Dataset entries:
======

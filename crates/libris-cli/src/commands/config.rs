//! Config command handlers

use std::path::PathBuf;

use anyhow::{bail, Context, Result};

use libris_core::Config;

use crate::output::{Output, OutputFormat};

/// Show current configuration
pub fn show(config_path: Option<&PathBuf>, output: &Output) -> Result<()> {
    let config =
        Config::load_with_cli_override(config_path).context("Failed to load configuration")?;

    match output.format {
        OutputFormat::Json => {
            println!(
                "{}",
                serde_json::json!({
                    "data_dir": config.data_dir,
                    "library_name": config.library_name,
                    "recent_log_limit": config.recent_log_limit,
                    "log_file": config.log_file,
                    "database": config.database_path()
                })
            );
        }
        OutputFormat::Quiet => {
            println!("{}", config.data_dir.display());
        }
        OutputFormat::Human => {
            let effective_path = config_path
                .cloned()
                .unwrap_or_else(Config::config_file_path);
            println!("Configuration:");
            println!("  data_dir:         {}", config.data_dir.display());
            println!("  library_name:     {}", config.library_name);
            println!("  recent_log_limit: {}", config.recent_log_limit);
            println!(
                "  log_file:         {}",
                config
                    .log_file
                    .as_ref()
                    .map(|p| p.display().to_string())
                    .unwrap_or_else(|| "(not set)".to_string())
            );
            println!();
            println!("Database:    {}", config.database_path().display());
            println!("Config file: {}", effective_path.display());
        }
    }

    Ok(())
}

/// Set a configuration value
pub fn set(
    key: String,
    value: String,
    config_path: Option<&PathBuf>,
    output: &Output,
) -> Result<()> {
    let mut config =
        Config::load_with_cli_override(config_path).context("Failed to load configuration")?;

    apply(&mut config, &key, &value)?;

    // Save to the CLI-specified path or default
    let save_path = config_path
        .cloned()
        .unwrap_or_else(Config::config_file_path);
    config
        .save_to_path(&save_path)
        .context("Failed to save configuration")?;

    output.success(&format!("Set {} = {}", key, value));

    Ok(())
}

fn apply(config: &mut Config, key: &str, value: &str) -> Result<()> {
    match key {
        "data_dir" => {
            config.data_dir = value.into();
        }
        "library_name" => {
            if value.is_empty() {
                bail!("library_name must not be empty");
            }
            config.library_name = value.to_string();
        }
        "recent_log_limit" => {
            config.recent_log_limit = value
                .parse()
                .context("Invalid value for recent_log_limit. Use a positive number.")?;
        }
        "log_file" => {
            config.log_file = if value.is_empty() || value == "none" {
                None
            } else {
                Some(value.into())
            };
        }
        _ => {
            bail!(
                "Unknown configuration key: '{}'\n\
                 Valid keys: data_dir, library_name, recent_log_limit, log_file",
                key
            );
        }
    }
    Ok(())
}

#[cfg(test)]
mod tests {
    use super::*;

    #[test]
    fn test_apply_known_keys() {
        let mut config = Config::default();

        apply(&mut config, "library_name", "Campus Library").unwrap();
        apply(&mut config, "recent_log_limit", "50").unwrap();
        apply(&mut config, "log_file", "/tmp/libris.log").unwrap();

        assert_eq!(config.library_name, "Campus Library");
        assert_eq!(config.recent_log_limit, 50);
        assert_eq!(config.log_file, Some(PathBuf::from("/tmp/libris.log")));

        apply(&mut config, "log_file", "none").unwrap();
        assert!(config.log_file.is_none());
    }

    #[test]
    fn test_apply_rejects_bad_values() {
        let mut config = Config::default();

        assert!(apply(&mut config, "recent_log_limit", "many").is_err());
        assert!(apply(&mut config, "library_name", "").is_err());
        assert!(apply(&mut config, "sync_url", "ws://nowhere").is_err());
    }

    #[test]
    fn test_set_writes_config_file() {
        let temp_dir = tempfile::tempdir().unwrap();
        let path = temp_dir.path().join("config.toml");
        let data_dir = temp_dir.path().join("data");
        std::fs::write(&path, format!("data_dir = {:?}\n", data_dir.display().to_string())).unwrap();
        let output = Output::new(OutputFormat::Quiet);

        set(
            "library_name".to_string(),
            "Branch Library".to_string(),
            Some(&path),
            &output,
        )
        .unwrap();

        let content = std::fs::read_to_string(&path).unwrap();
        assert!(content.contains("Branch Library"));
    }
}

======

Determine which lines above include the word "Branch", and report those lines in full.

* EXPECTED ANSWER
            "Branch Library".to_string(),
        assert!(content.contains("Branch Library"));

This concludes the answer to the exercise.